ENTRIES SHOWN:
------------------------------

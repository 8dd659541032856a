//! Change requests ("debt transactions").
//!
//! A `ChangeRequest` proposes one mutation of a `DebtRecord` and carries one
//! approval flag per party. It leaves `Pending` exactly once.

use chrono::{DateTime, Utc};
use sea_orm::{ActiveValue, entity::prelude::*};
use serde::{Deserialize, Serialize};
use uuid::Uuid;

use crate::{EngineError, MoneyCents, Party, util::parse_uuid};

#[derive(Clone, Copy, Debug, PartialEq, Eq, Serialize, Deserialize)]
#[serde(rename_all = "snake_case")]
pub enum ChangeKind {
    Drop,
    Modify,
    ConfirmPaid,
}

impl ChangeKind {
    pub fn as_str(self) -> &'static str {
        match self {
            Self::Drop => "drop",
            Self::Modify => "modify",
            Self::ConfirmPaid => "confirm_paid",
        }
    }
}

impl TryFrom<&str> for ChangeKind {
    type Error = EngineError;

    fn try_from(value: &str) -> Result<Self, Self::Error> {
        match value {
            "drop" => Ok(Self::Drop),
            "modify" => Ok(Self::Modify),
            "confirm_paid" => Ok(Self::ConfirmPaid),
            other => Err(EngineError::InvalidId(format!(
                "invalid change kind: {other}"
            ))),
        }
    }
}

#[derive(Clone, Copy, Debug, PartialEq, Eq, Serialize, Deserialize)]
#[serde(rename_all = "snake_case")]
pub enum ChangeStatus {
    Pending,
    Approved,
    Rejected,
    Cancelled,
}

impl ChangeStatus {
    pub fn as_str(self) -> &'static str {
        match self {
            Self::Pending => "pending",
            Self::Approved => "approved",
            Self::Rejected => "rejected",
            Self::Cancelled => "cancelled",
        }
    }
}

impl TryFrom<&str> for ChangeStatus {
    type Error = EngineError;

    fn try_from(value: &str) -> Result<Self, Self::Error> {
        match value {
            "pending" => Ok(Self::Pending),
            "approved" => Ok(Self::Approved),
            "rejected" => Ok(Self::Rejected),
            "cancelled" => Ok(Self::Cancelled),
            other => Err(EngineError::InvalidId(format!(
                "invalid change status: {other}"
            ))),
        }
    }
}

/// Values proposed by a `modify` request. Empty for the other kinds.
#[derive(Clone, Debug, Default, PartialEq, Eq, Serialize, Deserialize)]
pub struct Proposal {
    pub amount: Option<MoneyCents>,
    pub description: Option<String>,
}

#[derive(Clone, Debug, PartialEq, Eq, Serialize, Deserialize)]
pub struct ChangeRequest {
    pub id: Uuid,
    pub debt_id: Uuid,
    pub kind: ChangeKind,
    pub requester_id: String,
    pub lender_approved: bool,
    pub borrower_approved: bool,
    pub proposal: Proposal,
    pub reason: Option<String>,
    pub status: ChangeStatus,
    pub created_at: DateTime<Utc>,
    pub resolved_at: Option<DateTime<Utc>>,
}

impl ChangeRequest {
    /// Opens a pending request; the requester's own flag starts approved.
    pub fn new(
        debt_id: Uuid,
        kind: ChangeKind,
        requester_id: String,
        requester_party: Party,
        proposal: Proposal,
        reason: Option<String>,
        created_at: DateTime<Utc>,
    ) -> Self {
        Self {
            id: Uuid::new_v4(),
            debt_id,
            kind,
            requester_id,
            lender_approved: requester_party == Party::Lender,
            borrower_approved: requester_party == Party::Borrower,
            proposal,
            reason,
            status: ChangeStatus::Pending,
            created_at,
            resolved_at: None,
        }
    }

    pub fn is_pending(&self) -> bool {
        self.status == ChangeStatus::Pending
    }

    pub fn approved_by(&self, party: Party) -> bool {
        match party {
            Party::Lender => self.lender_approved,
            Party::Borrower => self.borrower_approved,
        }
    }

    /// Both parties agree.
    pub fn has_consensus(&self) -> bool {
        self.lender_approved && self.borrower_approved
    }
}

#[derive(Clone, Debug, PartialEq, DeriveEntityModel)]
#[sea_orm(table_name = "debt_transactions")]
pub struct Model {
    #[sea_orm(primary_key, auto_increment = false)]
    pub id: String,
    pub debt_id: String,
    pub kind: String,
    pub requester_id: String,
    pub lender_approved: bool,
    pub borrower_approved: bool,
    pub proposed_amount_minor: Option<i64>,
    pub proposed_description: Option<String>,
    pub reason: Option<String>,
    pub status: String,
    pub created_at: DateTimeUtc,
    pub resolved_at: Option<DateTimeUtc>,
}

// No FK on `debt_id`: the history of a dropped debt is kept.
#[derive(Copy, Clone, Debug, EnumIter, DeriveRelation)]
pub enum Relation {
    #[sea_orm(
        belongs_to = "super::debts::Entity",
        from = "Column::DebtId",
        to = "super::debts::Column::Id"
    )]
    Debts,
}

impl Related<super::debts::Entity> for Entity {
    fn to() -> RelationDef {
        Relation::Debts.def()
    }
}

impl ActiveModelBehavior for ActiveModel {}

impl From<&ChangeRequest> for ActiveModel {
    fn from(request: &ChangeRequest) -> Self {
        Self {
            id: ActiveValue::Set(request.id.to_string()),
            debt_id: ActiveValue::Set(request.debt_id.to_string()),
            kind: ActiveValue::Set(request.kind.as_str().to_string()),
            requester_id: ActiveValue::Set(request.requester_id.clone()),
            lender_approved: ActiveValue::Set(request.lender_approved),
            borrower_approved: ActiveValue::Set(request.borrower_approved),
            proposed_amount_minor: ActiveValue::Set(request.proposal.amount.map(MoneyCents::cents)),
            proposed_description: ActiveValue::Set(request.proposal.description.clone()),
            reason: ActiveValue::Set(request.reason.clone()),
            status: ActiveValue::Set(request.status.as_str().to_string()),
            created_at: ActiveValue::Set(request.created_at),
            resolved_at: ActiveValue::Set(request.resolved_at),
        }
    }
}

impl TryFrom<Model> for ChangeRequest {
    type Error = EngineError;

    fn try_from(model: Model) -> Result<Self, Self::Error> {
        Ok(Self {
            id: parse_uuid(&model.id, "transaction")?,
            debt_id: parse_uuid(&model.debt_id, "debt")?,
            kind: ChangeKind::try_from(model.kind.as_str())?,
            requester_id: model.requester_id,
            lender_approved: model.lender_approved,
            borrower_approved: model.borrower_approved,
            proposal: Proposal {
                amount: model.proposed_amount_minor.map(MoneyCents::new),
                description: model.proposed_description,
            },
            reason: model.reason,
            status: ChangeStatus::try_from(model.status.as_str())?,
            created_at: model.created_at,
            resolved_at: model.resolved_at,
        })
    }
}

------------------------------

DIRECTIONS: Each line above is to be reproduced exactly. Leave none out.

RESPONSE BOX:
repository 8dd659541032856a
//! Change requests ("debt transactions").
//!
//! A `ChangeRequest` proposes one mutation of a `DebtRecord` and carries one
//! approval flag per party. It leaves `Pending` exactly once.

use chrono::{DateTime, Utc};
use sea_orm::{ActiveValue, entity::prelude::*};
use serde::{Deserialize, Serialize};
use uuid::Uuid;

use crate::{EngineError, MoneyCents, Party, util::parse_uuid};

#[derive(Clone, Copy, Debug, PartialEq, Eq, Serialize, Deserialize)]
#[serde(rename_all = "snake_case")]
pub enum ChangeKind {
    Drop,
    Modify,
    ConfirmPaid,
}

impl ChangeKind {
    pub fn as_str(self) -> &'static str {
        match self {
            Self::Drop => "drop",
            Self::Modify => "modify",
            Self::ConfirmPaid => "confirm_paid",
        }
    }
}

impl TryFrom<&str> for ChangeKind {
    type Error = EngineError;

    fn try_from(value: &str) -> Result<Self, Self::Error> {
        match value {
            "drop" => Ok(Self::Drop),
            "modify" => Ok(Self::Modify),
            "confirm_paid" => Ok(Self::ConfirmPaid),
            other => Err(EngineError::InvalidId(format!(
                "invalid change kind: {other}"
            ))),
        }
    }
}

#[derive(Clone, Copy, Debug, PartialEq, Eq, Serialize, Deserialize)]
#[serde(rename_all = "snake_case")]
pub enum ChangeStatus {
    Pending,
    Approved,
    Rejected,
    Cancelled,
}

impl ChangeStatus {
    pub fn as_str(self) -> &'static str {
        match self {
            Self::Pending => "pending",
            Self::Approved => "approved",
            Self::Rejected => "rejected",
            Self::Cancelled => "cancelled",
        }
    }
}

impl TryFrom<&str> for ChangeStatus {
    type Error = EngineError;

    fn try_from(value: &str) -> Result<Self, Self::Error> {
        match value {
            "pending" => Ok(Self::Pending),
            "approved" => Ok(Self::Approved),
            "rejected" => Ok(Self::Rejected),
            "cancelled" => Ok(Self::Cancelled),
            other => Err(EngineError::InvalidId(format!(
                "invalid change status: {other}"
            ))),
        }
    }
}

/// Values proposed by a `modify` request. Empty for the other kinds.
#[derive(Clone, Debug, Default, PartialEq, Eq, Serialize, Deserialize)]
pub struct Proposal {
    pub amount: Option<MoneyCents>,
    pub description: Option<String>,
}

#[derive(Clone, Debug, PartialEq, Eq, Serialize, Deserialize)]
pub struct ChangeRequest {
    pub id: Uuid,
    pub debt_id: Uuid,
    pub kind: ChangeKind,
    pub requester_id: String,
    pub lender_approved: bool,
    pub borrower_approved: bool,
    pub proposal: Proposal,
    pub reason: Option<String>,
    pub status: ChangeStatus,
    pub created_at: DateTime<Utc>,
    pub resolved_at: Option<DateTime<Utc>>,
}

impl ChangeRequest {
    /// Opens a pending request; the requester's own flag starts approved.
    pub fn new(
        debt_id: Uuid,
        kind: ChangeKind,
        requester_id: String,
        requester_party: Party,
        proposal: Proposal,
        reason: Option<String>,
        created_at: DateTime<Utc>,
    ) -> Self {
        Self {
            id: Uuid::new_v4(),
            debt_id,
            kind,
            requester_id,
            lender_approved: requester_party == Party::Lender,
            borrower_approved: requester_party == Party::Borrower,
            proposal,
            reason,
            status: ChangeStatus::Pending,
            created_at,
            resolved_at: None,
        }
    }

    pub fn is_pending(&self) -> bool {
        self.status == ChangeStatus::Pending
    }

    pub fn approved_by(&self, party: Party) -> bool {
        match party {
            Party::Lender => self.lender_approved,
            Party::Borrower => self.borrower_approved,
        }
    }

    /// Both parties agree.
    pub fn has_consensus(&self) -> bool {
        self.lender_approved && self.borrower_approved
    }
}

#[derive(Clone, Debug, PartialEq, DeriveEntityModel)]
#[sea_orm(table_name = "debt_transactions")]
pub struct Model {
    #[sea_orm(primary_key, auto_increment = false)]
    pub id: String,
    pub debt_id: String,
    pub kind: String,
    pub requester_id: String,
    pub lender_approved: bool,
    pub borrower_approved: bool,
    pub proposed_amount_minor: Option<i64>,
    pub proposed_description: Option<String>,
    pub reason: Option<String>,
    pub status: String,
    pub created_at: DateTimeUtc,
    pub resolved_at: Option<DateTimeUtc>,
}

// No FK on `debt_id`: the history of a dropped debt is kept.
#[derive(Copy, Clone, Debug, EnumIter, DeriveRelation)]
pub enum Relation {
    #[sea_orm(
        belongs_to = "super::debts::Entity",
        from = "Column::DebtId",
        to = "super::debts::Column::Id"
    )]
    Debts,
}

impl Related<super::debts::Entity> for Entity {
    fn to() -> RelationDef {
        Relation::Debts.def()
    }
}

impl ActiveModelBehavior for ActiveModel {}

impl From<&ChangeRequest> for ActiveModel {
    fn from(request: &ChangeRequest) -> Self {
        Self {
            id: ActiveValue::Set(request.id.to_string()),
            debt_id: ActiveValue::Set(request.debt_id.to_string()),
            kind: ActiveValue::Set(request.kind.as_str().to_string()),
            requester_id: ActiveValue::Set(request.requester_id.clone()),
            lender_approved: ActiveValue::Set(request.lender_approved),
            borrower_approved: ActiveValue::Set(request.borrower_approved),
            proposed_amount_minor: ActiveValue::Set(request.proposal.amount.map(MoneyCents::cents)),
            proposed_description: ActiveValue::Set(request.proposal.description.clone()),
            reason: ActiveValue::Set(request.reason.clone()),
            status: ActiveValue::Set(request.status.as_str().to_string()),
            created_at: ActiveValue::Set(request.created_at),
            resolved_at: ActiveValue::Set(request.resolved_at),
        }
    }
}

impl TryFrom<Model> for ChangeRequest {
    type Error = EngineError;

    fn try_from(model: Model) -> Result<Self, Self::Error> {
        Ok(Self {
            id: parse_uuid(&model.id, "transaction")?,
            debt_id: parse_uuid(&model.debt_id, "debt")?,
            kind: ChangeKind::try_from(model.kind.as_str())?,
            requester_id: model.requester_id,
            lender_approved: model.lender_approved,
            borrower_approved: model.borrower_approved,
            proposal: Proposal {
                amount: model.proposed_amount_minor.map(MoneyCents::new),
                description: model.proposed_description,
            },
            reason: model.reason,
            status: ChangeStatus::try_from(model.status.as_str())?,
            created_at: model.created_at,
            resolved_at: model.resolved_at,
        })
    }
}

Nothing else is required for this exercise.